Source code examples

I've tried to illustrate the problem with a simplified abstraction that's close to the Scrapy Tutorial - here's my items.py:

# items.py
import scrapy
from scrapy import Field
from scrapy.loader import ItemLoader
from scrapy.loader.processors import TakeFirst


class JoinMultivalues(object):
    def __init__(self, separator=u" "):
        self.separator = separator

    def __call__(self, values):
        return values


class LicenseItem(scrapy.Item):
    description = Field()


class QuotesItem(scrapy.Item):
    text = Field()
    author = Field()
    tags = Field()
    license = Field(output_processor=JoinMultivalues())


class QuotesItemLoader(ItemLoader):
    default_item_class = QuotesItem
    default_output_processor = TakeFirst()


class LicenseItemLoader(ItemLoader):
    default_item_class = LicenseItem
    default_output_processor = TakeFirst()

The main idea is: Within the QuotesItem there's a LicenseItem that should hold a license-description. Within the QuotesItem there could be other scrapy.Items nested within, sometimes several layers deep.

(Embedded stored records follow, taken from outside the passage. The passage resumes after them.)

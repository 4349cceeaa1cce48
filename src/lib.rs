//! Component runtime for browser-based interactive graphics demos.
//!
//! This crate is compiled to WebAssembly and runs in the browser, but its
//! core is host-agnostic and tested natively. It owns the structural side of
//! an interactive scene: a component lifecycle tree with exact teardown, a
//! typed publish/subscribe bus scoped per component, one shared frame
//! scheduler delivering per-tick timing, and gesture recognition that turns
//! raw pointer samples into start/move/drag/end/click events with velocity
//! and travel derivation. It renders nothing itself — the host draws, and
//! owns the DOM wiring and the animation-frame loop.
//!
//! ## Module layout
//!
//! | Module | Role |
//! |--------|------|
//! | [`stage`] | The runtime context: tree + buses + scheduler + pointer fan-out |
//! | [`component`] | Ownership tree, component ids, scene resource handles |
//! | [`events`] | Event kinds, typed payloads, pointer samples, binding table |
//! | [`render`] | Frame queue and the logical clock |
//! | [`interaction`] | Pure gesture state machine and recognizer records |
//! | [`tween`] | Timed transitions sequenced on the frame loop |
//! | [`assets`] | Asset catalog and loader progress tracking |
//! | [`geom`] | Points and displacement vectors |
//! | [`consts`] | Gesture policy constants (click/staleness thresholds) |
//! | [`error`] | Configuration-time errors |
//! | [`host`] | Web boundary — the only module touching `web-sys` |

pub mod assets;
pub mod component;
pub mod consts;
pub mod error;
pub mod events;
pub mod geom;
pub mod host;
pub mod interaction;
pub mod render;
pub mod stage;
pub mod tween;
impl Stage {
    /// Create a stage with a fresh root component.
    #[must_use]
    pub fn new() -> Self {
        let mut components = ComponentTree::new();
        let root = components.insert_root();
        Self {
            components,
            bindings: BindingTable::new(),
            render: RenderQueue::new(),
            recognizers: Vec::new(),
            loaders: HashMap::new(),
            released_scenes: Vec::new(),
            root,
            width: 0.0,
            height: 0.0,
            assets: AssetCatalog::new(),
        }
    }

    // --- Lifecycle ---

    /// The root component; destroyed only with the stage itself.
    #[must_use]
    pub fn root(&self) -> ComponentId {
        self.root
    }

    /// Create a child component under `parent`, which becomes its sole owner.
    ///
    /// # Errors
    ///
    /// Returns [`StageError::UnknownComponent`] when `parent` is not live.
    pub fn spawn(&mut self, parent: ComponentId) -> Result<ComponentId, StageError> {
        self.components.spawn(parent).ok_or(StageError::UnknownComponent(parent))
    }

    /// Destroy a component and everything it owns.
    ///
    /// Teardown order per node: its frame registrations, then its children
    /// depth-first in reverse creation order, then every binding it owns or
    /// that targets its bus, then its scene handle (queued for the host).
    /// Destroying a stale id is a logged no-op, so a cascaded destroy racing
    /// a direct one is harmless.
    pub fn destroy(&mut self, id: ComponentId) {
        if !self.components.contains(id) {
            log::debug!("destroy of unknown component {id} ignored");
            return;
        }
        if let Some(parent) = self.components.parent_of(id) {
            self.components.detach_child(parent, id);
        }
        self.destroy_subtree(id);
    }

    fn destroy_subtree(&mut self, id: ComponentId) {
        self.render.remove_owned(id);
        for child in self.components.take_children(id).into_iter().rev() {
            self.destroy_subtree(child);
        }
        self.bindings.remove_for(id);
        self.recognizers.retain(|r| r.component != id);
        self.loaders.remove(&id);
        if let Some(node) = self.components.remove(id) {
            if let Some(handle) = node.scene {
                self.released_scenes.push(handle);
            }
        }
    }

    /// Attach a host scene resource to a live component; the component's
    /// destruction queues the handle for release. No-op on stale ids.
    pub fn set_scene_handle(&mut self, id: ComponentId, handle: SceneHandle) {
        if !self.components.set_scene(id, handle) {
            log::debug!("scene handle for unknown component {id} dropped");
        }
    }

    /// Scene handles released by destroyed components since the last drain.
    /// The host disposes these; order follows destruction order.
    pub fn drain_released_scenes(&mut self) -> Vec<SceneHandle> {
        std::mem::take(&mut self.released_scenes)
    }

    /// Whether `id` is a live component.
    #[must_use]
    pub fn contains(&self, id: ComponentId) -> bool {
        self.components.contains(id)
    }

    /// Children of `id` in creation order.
    #[must_use]
    pub fn children_of(&self, id: ComponentId) -> &[ComponentId] {
        self.components.children_of(id)
    }

    // --- Event bus ---

    /// Bind a callback on `owner`'s own bus: it receives every `kind` event
    /// `owner` fires, bubbling or not.
    ///
    /// # Errors
    ///
    /// Returns [`StageError::UnknownComponent`] when `owner` is not live.
    pub fn on(
        &mut self,
        owner: ComponentId,
        kind: EventKind,
        callback: impl FnMut(&mut Stage, &EventData) + 'static,
    ) -> Result<BindingId, StageError> {
        self.on_target(owner, owner, kind, callback)
    }

    /// Bind a callback owned by `owner` on `target`'s bus: it receives
    /// `kind` events `target` fires with bubbling enabled. The binding is
    /// released when either component is destroyed.
    ///
    /// # Errors
    ///
    /// Returns [`StageError::UnknownComponent`] when `owner` or `target` is
    /// not live.
    pub fn on_target(
        &mut self,
        owner: ComponentId,
        target: ComponentId,
        kind: EventKind,
        callback: impl FnMut(&mut Stage, &EventData) + 'static,
    ) -> Result<BindingId, StageError> {
        if !self.components.contains(owner) {
            return Err(StageError::UnknownComponent(owner));
        }
        if !self.components.contains(target) {
            return Err(StageError::UnknownComponent(target));
        }
        Ok(self.bindings.add(owner, target, kind, Rc::new(RefCell::new(callback))))
    }

    /// Release one binding. Removing a binding that no longer exists is a no-op.
    pub fn off(&mut self, id: BindingId) {
        if !self.bindings.remove(id) {
            log::debug!("off for unknown binding {id} ignored");
        }
    }

    /// Fire an event on `origin`'s bus, synchronously, in registration order.
    ///
    /// Bindings `origin` registered on itself always receive the event;
    /// bindings other components registered against `origin` receive it only
    /// when `bubble` is true. Firing with no listeners, or from a stale
    /// origin, is a no-op.
    pub fn fire(&mut self, origin: ComponentId, kind: EventKind, data: EventData, bubble: bool) {
        if !self.components.contains(origin) {
            log::debug!("fire {kind:?} from unknown component {origin} dropped");
            return;
        }
        let pass = self.bindings.deliverable(origin, kind, bubble);
        for (id, callback) in pass {
            if !self.bindings.contains(id) {
                continue;
            }
            // A binding whose callback is already on the call stack would
            // recurse unboundedly; skip that one delivery instead.
            let Ok(mut callback) = callback.try_borrow_mut() else {
                log::warn!("re-entrant delivery of binding {id} skipped");
                continue;
            };
            (*callback)(self, &data);
        }
    }

    /// Number of live bindings across all buses.
    #[must_use]
    pub fn binding_count(&self) -> usize {
        self.bindings.len()
    }

    /// Number of live bindings owned by `id`.
    #[must_use]
    pub fn bindings_owned_by(&self, id: ComponentId) -> usize {
        self.bindings.count_owned(id)
    }

    // --- Frame scheduling ---

    /// Register a frame callback for `owner`, invoked once per tick in
    /// registration order until stopped or `owner` is destroyed.
    ///
    /// # Errors
    ///
    /// Returns [`StageError::UnknownComponent`] when `owner` is not live.
    pub fn start_render(
        &mut self,
        owner: ComponentId,
        callback: impl FnMut(&mut Stage, Frame) + 'static,
    ) -> Result<RenderId, StageError> {
        if !self.components.contains(owner) {
            return Err(StageError::UnknownComponent(owner));
        }
        Ok(self.render.register(owner, Rc::new(RefCell::new(callback))))
    }

    /// Unregister a frame callback. Stopping an unknown registration is a no-op.
    pub fn stop_render(&mut self, id: RenderId) {
        if !self.render.unregister(id) {
            log::debug!("stop_render for unknown registration {id} ignored");
        }
    }

    /// Advance the logical clock and run one frame pass.
    ///
    /// Every callback still registered when its turn comes observes the same
    /// `(time, delta)`; one that unregistered earlier in the pass — by its
    /// own hand or another's — is skipped. Ticks are strictly serial; a
    /// re-entrant call is dropped with a warning.
    pub fn tick(&mut self, now: f64) {
        let Some(frame) = self.render.begin_tick(now) else {
            log::warn!("overlapping tick at {now} dropped");
            return;
        };
        let pass = self.render.snapshot();
        for (id, callback) in pass {
            if !self.render.contains(id) {
                continue;
            }
            let Ok(mut callback) = callback.try_borrow_mut() else {
                log::warn!("re-entrant delivery of frame callback {id} skipped");
                continue;
            };
            (*callback)(self, frame);
        }
        self.render.end_tick();
    }

    /// The logical clock: timestamp of the most recent tick, `0.0` before any.
    #[must_use]
    pub fn time(&self) -> f64 {
        self.render.time()
    }

    /// Milliseconds elapsed between the two most recent ticks.
    #[must_use]
    pub fn delta(&self) -> f64 {
        self.render.delta()
    }

    /// Number of live frame registrations.
    #[must_use]
    pub fn render_count(&self) -> usize {
        self.render.len()
    }

    /// Number of live frame registrations owned by `id`.
    #[must_use]
    pub fn renders_owned_by(&self, id: ComponentId) -> usize {
        self.render.count_owned(id)
    }

    // --- Gesture recognition ---

    /// Spawn a component with a gesture recognizer attached.
    ///
    /// With `target` set, only samples whose hit-test resolved to that
    /// component begin a gesture; move and release samples come from the
    /// global stream either way, so a drag may end outside the target. The
    /// recognizer fires `Start`/`Move`/`Drag`/`End`/`Click` on its own bus,
    /// bubbling, each carrying the raw sample.
    ///
    /// # Errors
    ///
    /// Returns [`StageError::UnknownTarget`] when `target` is not live and
    /// [`StageError::UnknownComponent`] when `parent` is not live.
    pub fn spawn_recognizer(
        &mut self,
        parent: ComponentId,
        target: Option<ComponentId>,
    ) -> Result<ComponentId, StageError> {
        if let Some(target) = target {
            if !self.components.contains(target) {
                return Err(StageError::UnknownTarget(target));
            }
        }
        let id = self.spawn(parent)?;
        self.recognizers.push(Recognizer { component: id, target, gesture: Gesture::new() });
        Ok(id)
    }

    /// Gesture state of a recognizer component, if `id` is one.
    #[must_use]
    pub fn gesture(&self, id: ComponentId) -> Option<&Gesture> {
        self.recognizers.iter().find(|r| r.component == id).map(|r| &r.gesture)
    }

    /// Fan a pointer-down sample out to every attached recognizer.
    ///
    /// Recognizers scoped to a target only begin when the sample hit that
    /// target. Timing is read from the logical clock, so the host should
    /// tick before delivering same-frame pointer events.
    pub fn pointer_down(&mut self, sample: PointerSample) {
        let now = self.render.time();
        for id in self.recognizer_ids() {
            let Some(recognizer) = self.recognizer_mut(id) else {
                continue;
            };
            if let Some(target) = recognizer.target {
                if sample.target != Some(target) {
                    continue;
                }
            }
            recognizer.gesture.begin(sample.point(), now);
            self.fire(id, EventKind::Start, EventData::Pointer(sample), true);
        }
    }

    /// Fan a pointer-move sample out to every attached recognizer.
    ///
    /// Moves are processed whether or not a gesture is active (hover
    /// tracking); `Drag` fires only for recognizers mid-gesture.
    pub fn pointer_move(&mut self, sample: PointerSample) {
        let now = self.render.time();
        for id in self.recognizer_ids() {
            let Some(recognizer) = self.recognizer_mut(id) else {
                continue;
            };
            let dragging = recognizer.gesture.sample(sample.point(), now);
            self.fire(id, EventKind::Move, EventData::Pointer(sample), true);
            if dragging {
                self.fire(id, EventKind::Drag, EventData::Pointer(sample), true);
            }
        }
    }

    /// Fan a pointer-up sample out to every attached recognizer, ending any
    /// active gesture and classifying clicks.
    pub fn pointer_up(&mut self, sample: PointerSample) {
        let now = self.render.time();
        for id in self.recognizer_ids() {
            let Some(recognizer) = self.recognizer_mut(id) else {
                continue;
            };
            let Some(release) = recognizer.gesture.release(now) else {
                continue;
            };
            self.fire(id, EventKind::End, EventData::Pointer(sample), true);
            if release.click {
                self.fire(id, EventKind::Click, EventData::Pointer(sample), true);
            }
        }
    }

    /// A canceled pointer ends its gesture exactly like a lift.
    pub fn pointer_cancel(&mut self, sample: PointerSample) {
        self.pointer_up(sample);
    }

    fn recognizer_ids(&self) -> Vec<ComponentId> {
        self.recognizers.iter().map(|r| r.component).collect()
    }

    fn recognizer_mut(&mut self, id: ComponentId) -> Option<&mut Recognizer> {
        self.recognizers.iter_mut().find(|r| r.component == id)
    }

    // --- Viewport ---

    /// Record the new viewport size and fire `Resize` on the root bus,
    /// bubbling, so any component bound against the root observes it.
    pub fn resize(&mut self, width: f64, height: f64) {
        self.width = width;
        self.height = height;
        let root = self.root;
        self.fire(root, EventKind::Resize, EventData::Size { width, height }, true);
    }

    /// Current viewport width in CSS pixels.
    #[must_use]
    pub fn width(&self) -> f64 {
        self.width
    }

    /// Current viewport height in CSS pixels.
    #[must_use]
    pub fn height(&self) -> f64 {
        self.height
    }

    // --- Asset loading ---

    /// Spawn a loader component tracking `paths`.
    ///
    /// The host reports each completed fetch via [`Stage::asset_loaded`];
    /// the loader fires `Progress` per report and `Complete` once all paths
    /// have reported. A loader with no paths never reports.
    ///
    /// # Errors
    ///
    /// Returns [`StageError::UnknownComponent`] when `parent` is not live.
    pub fn spawn_loader(
        &mut self,
        parent: ComponentId,
        paths: Vec<String>,
    ) -> Result<ComponentId, StageError> {
        let id = self.spawn(parent)?;
        self.loaders.insert(id, LoaderState::new(paths));
        Ok(id)
    }

    /// Report one completed fetch (success or failure — both count) to a
    /// loader. Unknown loaders, unknown paths, and duplicate reports are
    /// no-ops.
    pub fn asset_loaded(&mut self, loader: ComponentId, path: &str) {
        let Some(state) = self.loaders.get_mut(&loader) else {
            log::debug!("asset report for unknown loader {loader} ignored");
            return;
        };
        let Some(percent) = state.mark_loaded(path) else {
            return;
        };
        let complete = state.is_complete();
        self.fire(loader, EventKind::Progress, EventData::Progress { percent }, true);
        if complete {
            self.fire(loader, EventKind::Complete, EventData::None, true);
        }
    }

    /// Number of live components, including the root.
    #[must_use]
    pub fn component_count(&self) -> usize {
        self.components.len()
    }
}
//! Configuration-time errors.
//!
//! Only operations that wire new structure onto the stage (spawning, binding,
//! attaching a recognizer) are fallible — they fail when pointed at a
//! component that does not exist or has already been destroyed. Removal-type
//! operations are idempotent no-ops and never error.

use crate::component::ComponentId;

/// Error returned when wiring against a missing or destroyed component.
#[derive(Debug, thiserror::Error)]
pub enum StageError {
    /// The referenced component is not (or is no longer) part of the stage.
    #[error("unknown or destroyed component `{0}`")]
    UnknownComponent(ComponentId),
    /// A gesture recognizer was scoped to a target that cannot receive raw events.
    #[error("gesture target `{0}` is not a live component")]
    UnknownTarget(ComponentId),
}
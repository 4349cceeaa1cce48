//! Web boundary: translates browser events and clocks into stage calls.
//!
//! This module is the only place that touches `web-sys`. The embedding app
//! owns the DOM wiring — it installs the pointer listeners and the
//! animation-frame loop and forwards everything here; the crate never
//! registers listeners itself. Everything below the translation layer is
//! host-agnostic and runs natively under test.

use web_sys::{HtmlCanvasElement, PointerEvent};

use crate::component::ComponentId;
use crate::events::PointerSample;
use crate::stage::Stage;

/// A stage bound to a browser canvas element.
pub struct WebStage {
    canvas: HtmlCanvasElement,
    /// The underlying runtime; everything not event-shaped goes through here.
    pub stage: Stage,
}

impl WebStage {
    /// Bind a fresh stage to the given canvas element.
    #[must_use]
    pub fn new(canvas: HtmlCanvasElement) -> Self {
        Self { canvas, stage: Stage::new() }
    }

    /// One animation-frame callback; `now_ms` is the frame timestamp the
    /// browser handed to the RAF callback.
    pub fn on_frame(&mut self, now_ms: f64) {
        self.stage.tick(now_ms);
    }

    /// Forward a `pointerdown`. `hit` is the component the app's hit-test
    /// resolved under the event, if any.
    pub fn on_pointer_down(&mut self, event: &PointerEvent, hit: Option<ComponentId>) {
        self.stage.pointer_down(sample(event, hit));
    }

    /// Forward a `pointermove`.
    pub fn on_pointer_move(&mut self, event: &PointerEvent, hit: Option<ComponentId>) {
        self.stage.pointer_move(sample(event, hit));
    }

    /// Forward a `pointerup`.
    pub fn on_pointer_up(&mut self, event: &PointerEvent, hit: Option<ComponentId>) {
        self.stage.pointer_up(sample(event, hit));
    }

    /// Forward a `pointercancel`; delivered as an end.
    pub fn on_pointer_cancel(&mut self, event: &PointerEvent, hit: Option<ComponentId>) {
        self.stage.pointer_cancel(sample(event, hit));
    }

    /// Propagate the canvas element's current CSS size into the stage,
    /// firing `Resize` on the root bus.
    pub fn resize_to_canvas(&mut self) {
        let width = f64::from(self.canvas.client_width());
        let height = f64::from(self.canvas.client_height());
        self.stage.resize(width, height);
    }

    /// The bound canvas element.
    #[must_use]
    pub fn canvas(&self) -> &HtmlCanvasElement {
        &self.canvas
    }
}

/// Translate a DOM pointer event into a canvas-relative sample.
fn sample(event: &PointerEvent, hit: Option<ComponentId>) -> PointerSample {
    PointerSample { x: f64::from(event.offset_x()), y: f64::from(event.offset_y()), target: hit }
}

/// Monotonic milliseconds from the page's performance clock, falling back to
/// the wall clock where `performance` is unavailable.
#[must_use]
pub fn now_ms() -> f64 {
    web_sys::window()
        .and_then(|window| window.performance())
        .map_or_else(js_sys::Date::now, |performance| performance.now())
}
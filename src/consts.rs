//! Shared numeric constants for the stagekit crate.

// ── Gesture classification ──────────────────────────────────────

/// Maximum accumulated path length (CSS pixels) for a gesture to count as a click.
pub const CLICK_MAX_PATH: f64 = 20.0;

/// Maximum gesture duration in milliseconds for a gesture to count as a click.
pub const CLICK_MAX_DURATION_MS: f64 = 2000.0;

/// A release this long after the last move sample reports a zero delta,
/// so a gesture that paused before lifting does not carry a stale spike.
pub const STALE_MOVE_MS: f64 = 100.0;

// ── Timing ──────────────────────────────────────────────────────

/// Floor for the elapsed time between two pointer samples, in milliseconds.
/// Keeps velocity finite when samples share a timestamp.
pub const MIN_SAMPLE_DT_MS: f64 = 0.001;
//! Collaborator traits for the rendering backend
//!
//! This module defines the seam between the scene-graph core and whatever
//! GPU API executes its commands. The core is written entirely against
//! these traits; backends (see [`crate::render::backends`]) implement
//! them. Handles are opaque identifiers minted by the backend — the core
//! stores and passes them but never inspects them.
//!
//! All context objects are passed explicitly into construction and
//! per-frame calls. There is no ambient device or queue.

use crate::foundation::math::Mat4;
use crate::render::uniforms::MaterialProperties;
use crate::render::{DepthStencilConfig, RenderResult};

/// Opaque handle to a GPU-visible buffer (vertex or uniform)
#[derive(Debug, Clone, Copy, PartialEq, Eq, Hash)]
pub struct BufferHandle(pub u64);

/// Opaque handle to a GPU texture
#[derive(Debug, Clone, Copy, PartialEq, Eq, Hash)]
pub struct TextureHandle(pub u64);

/// Opaque handle to an immutable sampler state
#[derive(Debug, Clone, Copy, PartialEq, Eq, Hash)]
pub struct SamplerHandle(pub u64);

/// Opaque handle to a compiled depth/stencil state
#[derive(Debug, Clone, Copy, PartialEq, Eq, Hash)]
pub struct DepthStencilStateHandle(pub u64);

/// Opaque handle to a compiled pipeline state
#[derive(Debug, Clone, Copy, PartialEq, Eq, Hash)]
pub struct PipelineStateHandle(pub u64);

/// Opaque handle to a presentable drawable produced by a surface
#[derive(Debug, Clone, Copy, PartialEq, Eq, Hash)]
pub struct DrawableHandle(pub u64);

/// Opaque handle to a render pass target (color + depth attachments)
#[derive(Debug, Clone, Copy, PartialEq, Eq, Hash)]
pub struct RenderPassHandle(pub u64);

/// Face culling mode for the render encoder
///
/// The scene graph culls `Front` faces, matching the winding convention
/// its mesh generators emit. Callers feeding standard counter-clockwise
/// geometry should verify the sign before relying on it.
#[derive(Debug, Clone, Copy, PartialEq, Eq)]
pub enum CullMode {
    /// Cull nothing
    None,
    /// Cull front-facing triangles
    Front,
    /// Cull back-facing triangles
    Back,
}

/// Depth comparison function for depth/stencil state creation
#[derive(Debug, Clone, Copy, PartialEq, Eq)]
pub enum CompareFunction {
    /// Never pass
    Never,
    /// Pass when the incoming depth is less than the stored depth
    Less,
    /// Pass on equality
    Equal,
    /// Pass when less than or equal
    LessEqual,
    /// Pass when greater
    Greater,
    /// Pass when not equal
    NotEqual,
    /// Pass when greater than or equal
    GreaterEqual,
    /// Always pass
    Always,
}

/// Resource factory side of the backend
///
/// Called at scene-build time (vertex buffers, samplers, states) and once
/// per node per frame for uniform writes. All methods take `&self`;
/// backends use interior mutability so resource creation can happen while
/// the same backend is shared with a queue or surface view.
pub trait RenderDevice {
    /// Create an immutable vertex buffer from raw bytes
    fn create_vertex_buffer(&self, data: &[u8]) -> RenderResult<BufferHandle>;

    /// Create `count` uniform buffers of `size` bytes each
    ///
    /// The buffers back the rotating ring; they are written once per draw
    /// and read by the GPU asynchronously.
    fn create_uniform_buffers(&self, count: usize, size: usize) -> RenderResult<Vec<BufferHandle>>;

    /// Write `data` into a previously created buffer
    ///
    /// Must not block: the write targets a slot the frame pacer has
    /// already proven free.
    fn write_buffer(&self, buffer: BufferHandle, data: &[u8]) -> RenderResult<()>;

    /// Create an immutable sampler state (nearest filtering, clamp-to-edge)
    fn create_sampler_state(&self) -> RenderResult<SamplerHandle>;

    /// Compile a depth/stencil state from its configuration
    fn create_depth_stencil_state(
        &self,
        config: &DepthStencilConfig,
    ) -> RenderResult<DepthStencilStateHandle>;

    /// Compile the pipeline state the shared effect wraps
    fn create_pipeline_state(&self) -> RenderResult<PipelineStateHandle>;
}

/// Command queue: source of per-frame command streams
pub trait CommandQueue {
    /// Obtain a fresh command stream for one frame of work
    fn create_stream(&self) -> Box<dyn CommandStream>;
}

/// One frame's recorded command sequence
///
/// A stream is created, gets a completion callback registered, has one
/// render pass encoded into it, optionally schedules a presentation, and
/// is finally committed. The completion callback fires on a
/// backend-defined thread once the GPU has finished consuming every
/// buffer the stream referenced — it is the release half of the frame
/// pacer's acquire/release pair.
pub trait CommandStream {
    /// Register a callback invoked after GPU execution completes
    fn on_completed(&mut self, callback: Box<dyn FnOnce() + Send>);

    /// Open a render encoder against the given pass target
    fn begin_render_pass(&mut self, target: RenderPassHandle) -> Box<dyn RenderEncoder>;

    /// Schedule a drawable for presentation when this stream executes
    fn present(&mut self, drawable: DrawableHandle);

    /// Submit the stream for execution
    fn commit(self: Box<Self>);
}

/// Scoped command recording within one render pass
pub trait RenderEncoder {
    /// Bind a compiled depth/stencil state
    fn set_depth_stencil_state(&mut self, state: DepthStencilStateHandle);

    /// Bind a compiled pipeline state
    fn set_pipeline_state(&mut self, state: PipelineStateHandle);

    /// Bind a fragment sampler at the given slot
    fn set_fragment_sampler(&mut self, sampler: SamplerHandle, slot: u32);

    /// Set the face culling mode
    fn set_cull_mode(&mut self, mode: CullMode);

    /// Open a named debug scope (diagnostic only, no behavioral effect)
    fn push_debug_group(&mut self, label: &str);

    /// Close the innermost debug scope
    fn pop_debug_group(&mut self);

    /// Bind a vertex-stage buffer at the given slot
    fn set_vertex_buffer(&mut self, buffer: BufferHandle, slot: u32);

    /// Bind a fragment texture at the given slot
    fn set_fragment_texture(&mut self, texture: TextureHandle, slot: u32);

    /// Record a triangle-list draw of `vertex_count` vertices from vertex 0
    fn draw_triangles(&mut self, vertex_count: u32);

    /// Finish encoding; no further commands may be recorded
    fn end_encoding(&mut self);
}

/// Presentation surface collaborator
///
/// Supplies the render pass target for the frame and, when one is
/// available, the drawable to present. A surface may legitimately produce
/// no drawable for a frame (e.g. the window is occluded); rendering still
/// proceeds, only presentation is skipped.
pub trait RenderSurface {
    /// The pass target (color + depth attachments) for this frame
    fn pass_target(&mut self) -> RenderPassHandle;

    /// The drawable to present this frame, if one was produced
    fn current_drawable(&mut self) -> Option<DrawableHandle>;
}

/// Per-draw uniform allocation capability
///
/// Resolved at construction time (never downcast at call sites) and
/// invoked exactly once per node per draw, synchronously, on the
/// submission thread. The returned handle is valid until the frame's
/// completion callback fires.
pub trait UniformSource {
    /// Fill the next free ring slot and return its buffer handle
    fn acquire_buffer(
        &mut self,
        projection: &Mat4,
        model_view: &Mat4,
        material: &MaterialProperties,
        node_name: &str,
    ) -> RenderResult<BufferHandle>;
}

This is how a yielded Item looks like in the Terminal (please ignore the "raw" formatting of the license description string):

2021-09-29 14:03:15 [scrapy.core.scraper] DEBUG: Scraped from <200 http://quotes.toscrape.com/page/2/>
{'author': ['Allen Saunders'],
 'license': [{'description': ['[\'<p class="copyright">\\n                Made with <span '
                 'class="sh-red">❤</span> by <a '
                 'href="https://scrapinghub.com">Scrapinghub</a>\\n            '
                 "</p>']"]}],
 'tags': ['fate', 'life', 'misattributed-john-lennon', 'planning', 'plans'],
 'text': ['“Life is what happens to us while we are making other plans.”']}

The crawler itself uses the Basic Scrapy Monitors and doesn't do much else than scraping the Tutorial website, using the scrapy.ItemLoader-class to nest one scrapy.Item within another and yields the QuotesItem in the end.

# quotes_spider.py
import scrapy
from scrapy.loader import ItemLoader

from ..items import QuotesItem, LicenseItem


class QuotesSpider(scrapy.Spider):
    name = "quotes"
    start_urls = [
        'http://quotes.toscrape.com/page/1/',
        'http://quotes.toscrape.com/page/2/',
    ]
    custom_settings = {
        'SPIDERMON_SPIDER_CLOSE_MONITORS': 'spidermon.contrib.scrapy.monitors.SpiderCloseMonitorSuite',
        'SPIDERMON_MIN_ITEMS': 1,
        'SPIDERMON_VALIDATION_MODELS': 'tutorial.tutorial.validators',
        'SPIDERMON_ADD_FIELD_COVERAGE': True,
        'SPIDERMON_FIELD_COVERAGE_RULES': {
            'QuotesItem/text': 0.9,
            'QuotesItem/author': 0.8,
            'QuotesItem/tags': 1,
            'QuotesItem/license/description': 1
        }
    }

    def parse(self, response, **kwargs):
        for quote in response.css('div.quote'):
            item_loader = ItemLoader(item=QuotesItem(), response=response)
            # Implementation via nested dictionaries
            # quotes_item = {
            #     'text': quote.css('span.text::text').get(),
            #     'author': quote.css('small.author::text').get(),
            #     'tags': quote.css('div.tags a.tag::text').getall(),
            #     'nested_dict': {
            #         'nested_field_1': 'can you read this?',
            #         'nested_field_2': 'I hope you can',
            #         'we_must_go_deeper': {
            #             'description': 'but do we really have to?',
            #             "4th_level": {
            #                 "five_levels_deep": "we can't turn back now!"
            #             }
            #         }
            #     }
            # }
            # yield quotes_item

            # Implementation #2 via ItemLoaders - see items.py:
            item_loader.add_value('text', quote.css('span.text::text').get())
            item_loader.add_value('author', quote.css('small.author::text').get())
            item_loader.add_value('tags', quote.css('div.tags a.tag::text').getall())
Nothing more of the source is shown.